**Task item:** The lines wanted run from the first one below through the one with "pub struct Cli". Return them exactly.

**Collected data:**
◇ ◇ ◇ ◇
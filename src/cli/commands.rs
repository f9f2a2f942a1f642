//! CLI command definitions.
//!
//! This module defines all CLI commands and their arguments using clap.

use clap::{Parser, Subcommand};
use std::path::PathBuf;

/// Edgestack - declarative CloudFront stack synthesizer.
#[derive(Parser, Debug)]
#[command(name = "edgestack")]
#[command(author, version, about, long_about = None)]
#[command(propagate_version = true)]
pub struct Cli {
    /// Path to the context file.
    #[arg(short, long, global = true, env = "EDGESTACK_CONTEXT")]
    pub context: Option<PathBuf>,

    /// Environment name to synthesize for.
    #[arg(short, long, global = true, env = "EDGESTACK_ENV")]
    pub environment: Option<String>,

    /// Enable verbose output.
    #[arg(short, long, global = true)]
    pub verbose: bool,

    /// Output format (text, json).
    #[arg(long, global = true, default_value = "text")]
    pub output: OutputFormat,

    /// Subcommand to execute.
    #[command(subcommand)]
    pub command: Commands,
}

/// Available CLI commands.
#[derive(Subcommand, Debug)]
pub enum Commands {
    /// Initialize a new edgestack project.
    Init {
        /// Directory to initialize (defaults to current directory).
        #[arg(default_value = ".")]
        path: PathBuf,

        /// Force overwrite existing files.
        #[arg(short, long)]
        force: bool,
    },

    /// Validate the selected environment configuration.
    Validate {
        /// Show all warnings, not just errors.
        #[arg(short, long)]
        warnings: bool,
    },

    /// Synthesize a stack template.
    Synth {
        /// Which stack to synthesize.
        #[arg(long, default_value = "ec2")]
        stack: StackKind,

        /// Output directory for the template file.
        #[arg(short, long, default_value = "edgestack.out")]
        out: PathBuf,
    },

    /// List environments defined in the context file.
    Envs,
}

/// Selectable stack builders.
#[derive(Debug, Clone, Copy, PartialEq, Eq, clap::ValueEnum)]
pub enum StackKind {
    /// Distribution fronting a fixed network origin.
    Ec2,
    /// Distribution fronting a content bucket.
    S3,
}

impl StackKind {
    /// Returns the stack name for an environment resource name.
    #[must_use]
    pub fn stack_name(self, resource_name: &str) -> String {
        match self {
            Self::Ec2 => format!("{resource_name}-ec2"),
            Self::S3 => format!("{resource_name}-s3"),
        }
    }
}

/// Output format options.
#[derive(Debug, Clone, Copy, Default, clap::ValueEnum)]
pub enum OutputFormat {
    /// Human-readable text output.
    #[default]
    Text,
    /// JSON output for scripting.
    Json,
}

impl Cli {
    /// Parses CLI arguments from the command line.
    #[must_use]
    pub fn parse_args() -> Self {
        Self::parse()
    }
}

#[cfg(test)]
mod tests {
    use super::*;

    #[test]
    fn test_stack_names() {
        assert_eq!(StackKind::Ec2.stack_name("web-prod"), "web-prod-ec2");
        assert_eq!(StackKind::S3.stack_name("web-prod"), "web-prod-s3");
    }
}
◇ ◇ ◇ ◇
**Solution to this task:**
filename src/cli/commands.rs
repository f9f2a2f942a1f642
//! CLI command definitions.
//!
//! This module defines all CLI commands and their arguments using clap.

use clap::{Parser, Subcommand};
use std::path::PathBuf;

/// Edgestack - declarative CloudFront stack synthesizer.
#[derive(Parser, Debug)]
#[command(name = "edgestack")]
#[command(author, version, about, long_about = None)]
#[command(propagate_version = true)]
pub struct Cli {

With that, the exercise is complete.